Por Kleber Giovanni Luz (Médico, Infectologista, Professor do Dep. de Infectologia da UFRN/Hospital Giselda Trigueiro)
A doença causada pelo vírus da imunodeficiência humana vem, desde o início dos anos 80 do século passado, ceifando a vida de milhares de pessoas. Conhecida inicialmente como peste gay, a AIDS afetava grupos específicos da sociedade como os hemofílicos, os que haviam feito uso de transfusões sanguíneas, os filhos de mulheres infectadas e os homens que faziam sexo com homens infectados, assim como os homens e mulheres que mantinham contato sexual sem proteção. Os usuários de drogas ilícitas por via venosa com frequência se infectavam. Lamentavelmente, a evolução das pessoas infectadas era quase que invariavelmente para a morte.
Com a determinação do agente causal da AIDS, em 1983, teve início estudos que buscavam encontrar medicamentos capazes de inibir a multiplicação do vírus no corpo humano e consequentemente impedir a progressão da doença para a morte. Nos anos 90, tem início o uso da terapia combinada, onde uma combinação de três drogas era administrada às pessoas infectadas e, a partir daí, houve uma melhora significativa na qualidade de vida dos doentes e houve um esvaziamento muito importante das enfermarias onde se internavam os pacientes. Nesses anos, havia sempre comunicações na mídia, de forma oficial ou não, que estimulavam as pessoas a, principalmente, fazerem sexo seguro. Os números se estabilizaram e a quantidade de morte por AIDS caiu de forma significativa.

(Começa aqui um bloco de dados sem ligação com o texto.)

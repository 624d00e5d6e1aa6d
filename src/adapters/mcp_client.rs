//! MCP client adapter
//!
//! Connects to external MCP tool servers over a stdio subprocess transport
//! (line-delimited JSON-RPC) and routes tool calls to them. The browser
//! automation server is reached this way: the manager spawns the configured
//! command, performs the `initialize` handshake, and keeps the process alive
//! until shutdown.

use serde::{Deserialize, Serialize};
use serde_json::{json, Value};
use std::collections::HashMap;
use std::process::Stdio;
use std::sync::Arc;
use std::time::Duration;
use tokio::io::{AsyncBufReadExt, AsyncWriteExt, BufReader};
use tokio::process::{Child, ChildStdin, Command};
use tokio::sync::{oneshot, Mutex};
use tracing::{debug, info, warn};

use crate::config::McpServerSettings;
use crate::domain::{Tool, ToolError};

/// Prefix for MCP tools when exposed to agents
pub const MCP_TOOL_PREFIX: &str = "mcp__";

const PROTOCOL_VERSION: &str = "2024-11-05";

#[derive(Debug, Serialize)]
struct JsonRpcRequest {
    jsonrpc: &'static str,
    #[serde(skip_serializing_if = "Option::is_none")]
    id: Option<u64>,
    method: String,
    #[serde(skip_serializing_if = "Option::is_none")]
    params: Option<Value>,
}

#[derive(Debug, Deserialize)]
struct JsonRpcResponse {
    // Notifications from the server carry no id and are ignored
    id: Option<u64>,
    result: Option<Value>,
    error: Option<JsonRpcError>,
}

#[derive(Debug, Deserialize)]
struct JsonRpcError {
    code: i32,
    message: String,
}

/// Tool information from an MCP server
#[derive(Debug, Clone, Serialize, Deserialize)]
pub struct McpTool {
    pub name: String,
    pub description: Option<String>,
    #[serde(rename = "inputSchema")]
    pub input_schema: Option<Value>,
}

#[derive(Debug, Deserialize)]
struct ListToolsResult {
    tools: Vec<McpTool>,
}

#[derive(Debug, Deserialize)]
struct CallToolResult {
    content: Vec<ContentItem>,
    #[serde(rename = "isError")]
    is_error: Option<bool>,
}

#[derive(Debug, Deserialize)]
struct ContentItem {
    #[serde(rename = "type")]
    content_type: String,
    text: Option<String>,
}

/// Connection lifecycle of an MCP server
#[derive(Debug, Clone, Copy, PartialEq, Eq)]
pub enum McpServerState {
    Uninitialized,
    Connecting,
    Ready,
    Closed,
}

type PendingMap = Arc<Mutex<HashMap<u64, oneshot::Sender<JsonRpcResponse>>>>;

/// Live connection to a spawned server process
struct McpConnection {
    child: Child,
    stdin: ChildStdin,
    pending: PendingMap,
    tools: Vec<McpTool>,
    request_id: u64,
}

impl McpConnection {
    fn next_id(&mut self) -> u64 {
        self.request_id += 1;
        self.request_id
    }

    async fn send_request(
        &mut self,
        method: &str,
        params: Option<Value>,
        timeout: Duration,
    ) -> Result<Value, ToolError> {
        let id = self.next_id();
        let request = JsonRpcRequest {
            jsonrpc: "2.0",
            id: Some(id),
            method: method.to_string(),
            params,
        };

        let (tx, rx) = oneshot::channel();
        self.pending.lock().await.insert(id, tx);

        let mut line = serde_json::to_string(&request)
            .map_err(|e| ToolError::Execution(format!("Failed to encode request: {}", e)))?;
        line.push('\n');

        self.stdin
            .write_all(line.as_bytes())
            .await
            .map_err(|e| ToolError::Connection(format!("Failed to write to server: {}", e)))?;
        self.stdin
            .flush()
            .await
            .map_err(|e| ToolError::Connection(format!("Failed to flush to server: {}", e)))?;

        let response = tokio::time::timeout(timeout, rx)
            .await
            .map_err(|_| ToolError::Connection(format!("Timed out waiting for {}", method)))?
            .map_err(|_| ToolError::Connection("Server closed the connection".to_string()))?;

        if let Some(error) = response.error {
            return Err(ToolError::Execution(format!(
                "[{}] {}",
                error.code, error.message
            )));
        }

        response
            .result
            .ok_or_else(|| ToolError::Execution("No result in response".to_string()))
    }

    async fn send_notification(&mut self, method: &str) -> Result<(), ToolError> {
        let request = JsonRpcRequest {
            jsonrpc: "2.0",
            id: None,
            method: method.to_string(),
            params: None,
        };
        let mut line = serde_json::to_string(&request)
            .map_err(|e| ToolError::Execution(format!("Failed to encode notification: {}", e)))?;
        line.push('\n');
        self.stdin
            .write_all(line.as_bytes())
            .await
            .map_err(|e| ToolError::Connection(format!("Failed to write to server: {}", e)))?;
        Ok(())
    }
}

enum ServerSlot {
    Uninitialized,
    Ready(McpConnection),
    Closed,
}

/// One configured MCP server and its connection lifecycle
///
/// `connect` and `close` are both idempotent: connecting twice reuses the
/// live process, closing before connecting (or twice) is a no-op.
pub struct McpServer {
    config: McpServerSettings,
    slot: Mutex<ServerSlot>,
    state: std::sync::Mutex<McpServerState>,
}

impl McpServer {
    /// Create an unconnected server from configuration
    pub fn new(config: McpServerSettings) -> Self {
        Self {
            config,
            slot: Mutex::new(ServerSlot::Uninitialized),
            state: std::sync::Mutex::new(McpServerState::Uninitialized),
        }
    }

    /// Server name from configuration
    pub fn name(&self) -> &str {
        &self.config.name
    }

    /// Current lifecycle state
    pub fn state(&self) -> McpServerState {
        *self.state.lock().unwrap_or_else(|e| e.into_inner())
    }

    fn set_state(&self, state: McpServerState) {
        *self.state.lock().unwrap_or_else(|e| e.into_inner()) = state;
    }

    fn timeout(&self) -> Duration {
        Duration::from_secs(self.config.timeout_seconds)
    }

    /// Spawn the server process and perform the initialize handshake
    ///
    /// On failure the server stays `Uninitialized` so a later call can retry.
    pub async fn connect(&self) -> Result<(), ToolError> {
        let mut slot = self.slot.lock().await;

        match *slot {
            ServerSlot::Ready(_) => return Ok(()),
            ServerSlot::Closed => {
                return Err(ToolError::Connection(format!(
                    "MCP server '{}' is closed",
                    self.config.name
                )))
            }
            ServerSlot::Uninitialized => {}
        }

        self.set_state(McpServerState::Connecting);
        info!(server = %self.config.name, command = %self.config.command, "Connecting to MCP server");

        let result = self.spawn_and_initialize().await;
        match result {
            Ok(connection) => {
                info!(
                    server = %self.config.name,
                    tools = connection.tools.len(),
                    "MCP server ready"
                );
                *slot = ServerSlot::Ready(connection);
                self.set_state(McpServerState::Ready);
                Ok(())
            }
            Err(e) => {
                self.set_state(McpServerState::Uninitialized);
                Err(e)
            }
        }
    }

    async fn spawn_and_initialize(&self) -> Result<McpConnection, ToolError> {
        let mut command = Command::new(&self.config.command);
        command
            .args(&self.config.args)
            .stdin(Stdio::piped())
            .stdout(Stdio::piped())
            .stderr(Stdio::null())
            .kill_on_drop(true);
        for (key, value) in &self.config.env {
            command.env(key, value);
        }

        let mut child = command.spawn().map_err(|e| {
            ToolError::Connection(format!(
                "Failed to spawn '{}': {}",
                self.config.command, e
            ))
        })?;

        let stdin = child
            .stdin
            .take()
            .ok_or_else(|| ToolError::Connection("Failed to open server stdin".to_string()))?;
        let stdout = child
            .stdout
            .take()
            .ok_or_else(|| ToolError::Connection("Failed to open server stdout".to_string()))?;

        let pending: PendingMap = Arc::new(Mutex::new(HashMap::new()));
        let reader_pending = pending.clone();
        let server_name = self.config.name.clone();

        tokio::spawn(async move {
            let mut lines = BufReader::new(stdout).lines();
            while let Ok(Some(line)) = lines.next_line().await {
                if line.trim().is_empty() {
                    continue;
                }
                match serde_json::from_str::<JsonRpcResponse>(&line) {
                    Ok(response) => {
                        if let Some(id) = response.id {
                            if let Some(tx) = reader_pending.lock().await.remove(&id) {
                                let _ = tx.send(response);
                            }
                        }
                    }
                    Err(e) => {
                        debug!(server = %server_name, "Ignoring unparseable line: {}", e);
                    }
                }
            }
            debug!(server = %server_name, "MCP server stdout closed");
        });

        let mut connection = McpConnection {
            child,
            stdin,
            pending,
            tools: Vec::new(),
            request_id: 0,
        };

        let init_params = json!({
            "protocolVersion": PROTOCOL_VERSION,
            "capabilities": {},
            "clientInfo": {
                "name": env!("CARGO_PKG_NAME"),
                "version": env!("CARGO_PKG_VERSION"),
            }
        });
        connection
            .send_request("initialize", Some(init_params), self.timeout())
            .await?;
        connection
            .send_notification("notifications/initialized")
            .await?;

        let result = connection
            .send_request("tools/list", None, self.timeout())
            .await?;
        let list_result: ListToolsResult = serde_json::from_value(result)
            .map_err(|e| ToolError::Execution(format!("Invalid tools/list result: {}", e)))?;
        for tool in &list_result.tools {
            debug!(server = %self.config.name, tool = %tool.name, "Discovered tool");
        }
        connection.tools = list_result.tools;

        Ok(connection)
    }

    /// Tools advertised by this server, prefixed for agent use
    pub async fn tools(&self) -> Vec<Tool> {
        let slot = self.slot.lock().await;
        let ServerSlot::Ready(connection) = &*slot else {
            return Vec::new();
        };

        connection
            .tools
            .iter()
            .map(|t| Tool {
                name: format!("{}{}_{}", MCP_TOOL_PREFIX, self.config.name, t.name),
                description: t
                    .description
                    .clone()
                    .unwrap_or_else(|| format!("MCP tool from {}", self.config.name)),
                input_schema: t
                    .input_schema
                    .clone()
                    .unwrap_or_else(|| json!({"type": "object"})),
            })
            .collect()
    }

    /// Call a tool by its unprefixed name
    pub async fn call_tool(&self, tool_name: &str, arguments: Value) -> Result<Value, ToolError> {
        let mut slot = self.slot.lock().await;
        let ServerSlot::Ready(connection) = &mut *slot else {
            return Err(ToolError::Connection(format!(
                "MCP server '{}' is not connected",
                self.config.name
            )));
        };

        let params = json!({
            "name": tool_name,
            "arguments": arguments
        });

        let timeout = self.timeout();
        let result = connection
            .send_request("tools/call", Some(params), timeout)
            .await?;
        let call_result: CallToolResult = serde_json::from_value(result)
            .map_err(|e| ToolError::Execution(format!("Invalid tools/call result: {}", e)))?;

        let mut output = String::new();
        for item in call_result.content {
            if item.content_type == "text" {
                if let Some(text) = item.text {
                    if !output.is_empty() {
                        output.push('\n');
                    }
                    output.push_str(&text);
                }
            }
        }

        if call_result.is_error.unwrap_or(false) {
            return Err(ToolError::Execution(if output.is_empty() {
                format!("Tool '{}' reported an error", tool_name)
            } else {
                output
            }));
        }

        // Tool output is text that is often JSON; pass structure through
        // when it parses
        if let Ok(json_value) = serde_json::from_str::<Value>(&output) {
            Ok(json_value)
        } else {
            Ok(Value::String(output))
        }
    }

    /// Terminate the server process
    ///
    /// Errors from the transport are logged, never propagated: shutdown must
    /// not be blocked by cleanup failure.
    pub async fn close(&self) {
        let mut slot = self.slot.lock().await;

        match std::mem::replace(&mut *slot, ServerSlot::Closed) {
            ServerSlot::Ready(mut connection) => {
                if let Err(e) = connection.child.kill().await {
                    warn!(server = %self.config.name, "Failed to kill MCP server process: {}", e);
                }
                info!(server = %self.config.name, "MCP server closed");
            }
            ServerSlot::Uninitialized | ServerSlot::Closed => {
                // close before connect, or a second close: nothing to do
            }
        }
        self.set_state(McpServerState::Closed);
    }
}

Lamentavelmente, nos últimos anos, temos assistido a um incremento do número de pessoas infectadas e principalmente percebemos que muitos jovens chegam a ser admitidos nos hospitais especializados com manifestações clínicas de intensa gravidade, podendo evoluir para o óbito.
Ao verificarmos o registro de óbitos do Hospital Giselda Trigueiro, onde funciona o Departamento de Infectologia da Universidade Federal do Rio Grande do Norte, observamos que 80 pessoas tiveram como a causa básica do óbito a AIDS no ano de 2016.
Essas mortes, na nossa opinião, seriam perfeitamente evitáveis desde que o diagnóstico da infecção e o tratamento tivessem sido feitos de forma precoce e efetiva.
A questão que se impõe é: sendo a AIDS uma doença de fácil diagnóstico, de tratamento simples e disponível na rede do Sistema Único de Saúde, e que sua prevenção se baseia praticamente no uso do preservativo, mas que também pode-se utilizar medicamentos pós exposição ou até mesmo antes de se expor em uma relação sexual, como se explicaria o crescente número de casos de infecção e principalmente os óbitos?
Uma recente pesquisa realizada em uma instituição de ensino superior pública encontrou que cerca de 30% dos alunos da graduação não utilizam o preservativo quando mantêm relação sexual. Este fato é alarmante pois pode facilitar não só a transmissão do HIV, como também a transmissão de outros agentes capazes de produzir doenças sexualmente transmissíveis, com possibilidade de grave dano a saúde de jovens.
Acreditamos também que a multiplicidade de parceiros, em combinação com o uso concomitante do álcool ou outras drogas, podem ser, dentre outros fatores, causas raiz do cenário atual da infecção do HIV. A sexualidade não tem sido um tema muito discutido na nossa sociedade, em especial quando se discute relações sexuais fora dos relacionamentos, em relações afetivas múltiplas ou em relações homossexuais. Pensamos ser dever da Universidade Federal do Rio Grande do Norte colocar em pauta o tema da sexualidade e o risco da infecção pelo HIV na cidade de Natal e no RN.
Finalizando, é importante ressaltar que, se um jovem tem tido exposição sexual desprotegida, e vem apresentando ou não sinais de doença como perda de peso, infecções respiratórias de repetição, diarreia, lesões de pele produzida pelo herpes-zoster, foliculites, entre outros sintomas deverão ser voluntários para a realização de testes que busquem identificar uma possível infecção pelo HIV.
Lembramos que, além de ambulatórios mantidos pela Prefeitura Municipal e Secretaria Estadual de Saúde, a UFRN mantém no Hospital Giselda Trigueiro – e que em breve será transferido para o Instituto de Medicina Tropical da UFRN – dois ambulatórios específicos para tratar pessoas infectadas pelo HIV, e ainda os ambulatórios gerais realizados por outros professores do Departamento.
A mensagem final é que é muito importante fazer a prevenção da infecção, a testagem frequente e se necessário se instituir o tratamento. Ou ainda incentivar o uso de medicamentos para a prevenção pós ou pré exposição à infecção pelo HIV.